An adjusting entry is required at the end of the fiscal period to bring the perpetual
inventory records into agreement with the periodic inventory.

Cost of Merchandise Sold debit


Merchandise Inventory credit

COST OF MERCHANDISE SOLD – a new division in the ledger; holds the cost of
merchandise sold, and is updated with each sales transaction. It is an expense of doing
business, but it is given special treatment from other expenses and reported separately on
the Income Statement.

WORKSHEET: follow the same procedures as for the service business. There are just
more accounts to be extended to the Income Statement section.

Extend Revenue from Sales to the credit column; Sales Discounts to the debit column;
Sales Returns and Allowances to the debit column; Cost of Merchandise Sold to the debit
column, et cetera.

INCOME STATEMENT: Report important totals in the 1st column (right to left); report
detail on those totals in the 2nd column.

Revenue from Sales is reported in the 1st column. Sales Discounts and Sales Returns and
Allowances in the 2nd column; bring the total over under Sales; and report Net Sales in
the 1st column.

Bring the total of Cost of merchandise sold to the 1st column under Net Sales; subtract,
and report Gross Profit from Sales (this is the markup on merchandise purchased for
resale, and it must be high enough to cover the expenses and allow a Net Income.

The expenses must be classified into Selling Expenses and General and Administrative
Expenses.

Study format of the Income Statement on pg. 191. The Multi-Step Income Statement
may overwhelm the reader with data. Therefore, for distribution to persons outside the
business organization, the single-step format is used. Management, however, needs the
detail for decision making. You should understand how to condense the information from
the multi-step format to the single-step format.

CLOSING ENTRIES: The concept of closing entries for the merchandising business is
the same as for the service business. There are just some additional accounts to be
closed.

As for the service business, there are only four closing entries:

1. Close Income Statement accounts with a credit balance by debiting and credit Income
Summary for the total.

2. Close Income Statement accounts with a debit balance by debiting Income Summary
for the total and crediting each individual account for its balance (this includes Sales
Discount, Sales Returns and Allowances, and Cost of Merchandise Sold). Just move
down the column.

3. Debit Income Summary for Net Income and credit Owner’s Equity.

4. Debit Owner’s Equity for the balance of the Drawing account and credit Drawing.
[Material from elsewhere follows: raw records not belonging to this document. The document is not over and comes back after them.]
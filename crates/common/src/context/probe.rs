//! Term Prober - drops candidate terms the graph has never heard of
//!
//! Probing is fail-open: a probe that errors keeps its term, and if every
//! candidate is rejected the unfiltered candidates are used instead.

use super::executor::QueryExecutor;
use crate::errors::Result;
use crate::metrics;
use futures::future::join_all;
use std::fmt::Display;
use tracing::{debug, warn};

/// Keep terms for which `exists` holds, in order, up to `max_terms`.
///
/// An `Err` from `exists` counts as true. When nothing survives, falls back
/// to the first `max_terms` candidates.
pub fn probe_filter<F, E>(terms: &[String], mut exists: F, max_terms: usize) -> Vec<String>
where
    F: FnMut(&str) -> std::result::Result<bool, E>,
    E: Display,
{
    let mut kept = Vec::new();
    for term in terms {
        if kept.len() >= max_terms {
            break;
        }
        let found = exists(term).unwrap_or_else(|e| {
            warn!(term = %term, error = %e, "Probe failed, keeping term");
            true
        });
        if found {
            kept.push(term.clone());
        }
    }

    if kept.is_empty() {
        terms.iter().take(max_terms).cloned().collect()
    } else {
        kept
    }
}

/// Count each probe as "hit", "miss" or "error"
fn record_outcomes(outcomes: &[Result<bool>]) {
    for outcome in outcomes {
        metrics::record_probe(match outcome {
            Ok(true) => "hit",
            Ok(false) => "miss",
            Err(_) => "error",
        });
    }
}

/// Probe every candidate concurrently, then filter in candidate order
pub async fn probe_candidates(executor: &QueryExecutor, candidates: &[String], max_terms: usize) -> Vec<String> {
    if candidates.is_empty() || max_terms == 0 {
        return Vec::new();
    }

    let outcomes = join_all(candidates.iter().map(|term| executor.check_term(term))).await;
    record_outcomes(&outcomes);
    let mut outcomes = outcomes.into_iter();

    let kept = probe_filter(
        candidates,
        |_| outcomes.next().unwrap_or(Ok(true)),
        max_terms,
    );
    debug!(candidates = candidates.len(), kept = kept.len(), "Term probing complete");
    kept
}
//! In-memory graph client for testing and offline runs

use super::{GraphQueryClient, RawResponse, Solution, SPARQL_RESULTS_JSON};
use crate::errors::{AppError, Result};
use async_trait::async_trait;
use serde_json::json;
use std::sync::Mutex;
use std::time::Duration;

/// What the mock does when a rule matches
#[derive(Debug, Clone)]
pub enum MockReply {
    Rows(Vec<Solution>),
    Fail(String),
    Delayed(Duration, Vec<Solution>),
}

impl MockReply {
    pub fn rows(rows: Vec<Solution>) -> Self {
        MockReply::Rows(rows)
    }

    pub fn fail(message: &str) -> Self {
        MockReply::Fail(message.to_string())
    }
}

struct Rule {
    needles: Vec<String>,
    reply: MockReply,
}

/// Answers a query with the first rule whose needles all occur in the
/// query text; unmatched queries return no rows.
pub struct MockGraphClient {
    rules: Vec<Rule>,
    fallback: MockReply,
    timeout: Duration,
    issued: Mutex<Vec<String>>,
}

impl MockGraphClient {
    pub fn new() -> Self {
        Self {
            rules: Vec::new(),
            fallback: MockReply::Rows(Vec::new()),
            timeout: Duration::from_secs(30),
            issued: Mutex::new(Vec::new()),
        }
    }

    /// Add a rule matched when every needle is a substring of the query
    pub fn on(mut self, needles: &[&str], reply: MockReply) -> Self {
        self.rules.push(Rule {
            needles: needles.iter().map(|n| n.to_string()).collect(),
            reply,
        });
        self
    }

    /// Reply used when no rule matches
    pub fn otherwise(mut self, reply: MockReply) -> Self {
        self.fallback = reply;
        self
    }

    pub fn with_timeout(mut self, timeout: Duration) -> Self {
        self.timeout = timeout;
        self
    }

    /// Every query received so far, in arrival order
    pub fn issued(&self) -> Vec<String> {
        self.issued.lock().map(|q| q.clone()).unwrap_or_default()
    }

    fn reply_for(&self, query: &str) -> MockReply {
        if let Ok(mut issued) = self.issued.lock() {
            issued.push(query.to_string());
        }
        self.rules
            .iter()
            .find(|rule| rule.needles.iter().all(|n| query.contains(n.as_str())))
            .map(|rule| rule.reply.clone())
            .unwrap_or_else(|| self.fallback.clone())
    }
}

impl Default for MockGraphClient {
    fn default() -> Self {
        Self::new()
    }
}

#[async_trait]
impl GraphQueryClient for MockGraphClient {
    async fn execute_select(&self, query: &str) -> Result<Vec<Solution>> {
        match self.reply_for(query) {
            MockReply::Rows(rows) => Ok(rows),
            MockReply::Fail(message) => Err(AppError::GraphQuery { message }),
            MockReply::Delayed(delay, rows) => {
                tokio::time::sleep(delay).await;
                Ok(rows)
            }
        }
    }

    async fn execute_raw(&self, query: &str, accept: &str) -> Result<RawResponse> {
        let rows = self.execute_select(query).await?;
        let bindings: Vec<serde_json::Value> = rows
            .iter()
            .map(|row| {
                row.bindings()
                    .map(|(var, value)| (var.to_string(), json!({ "type": "literal", "value": value })))
                    .collect::<serde_json::Map<_, _>>()
                    .into()
            })
            .collect();
        let body = json!({
            "head": { "vars": [] },
            "results": { "bindings": bindings }
        });
        Ok(RawResponse {
            status: 200,
            content_type: Some(if accept.is_empty() { SPARQL_RESULTS_JSON } else { accept }.to_string()),
            body: body.to_string(),
        })
    }

    async fn execute_update(&self, update: &str) -> Result<()> {
        self.execute_select(update).await.map(|_| ())
    }

    fn request_timeout(&self) -> Duration {
        self.timeout
    }

    fn name(&self) -> &str {
        "mock"
    }
}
FINANCIAL STATEMENT ANALYSIS:

The Acid-Test Ratio, also called the”Quick Ratio”, is a better measure of a business’s
debit-paying ability than the Current Ratio, as it includes only those assets that can be
“quickly” turned into cash—Cash and Cash Equivalents, Receivables, and Short-Term
Investments/Current Liabilities.

The Gross Margin Ratio – Net Sales – Cost of Goods Sold used to determine the percent
Net Sales
of every sales dollar that is gross profit.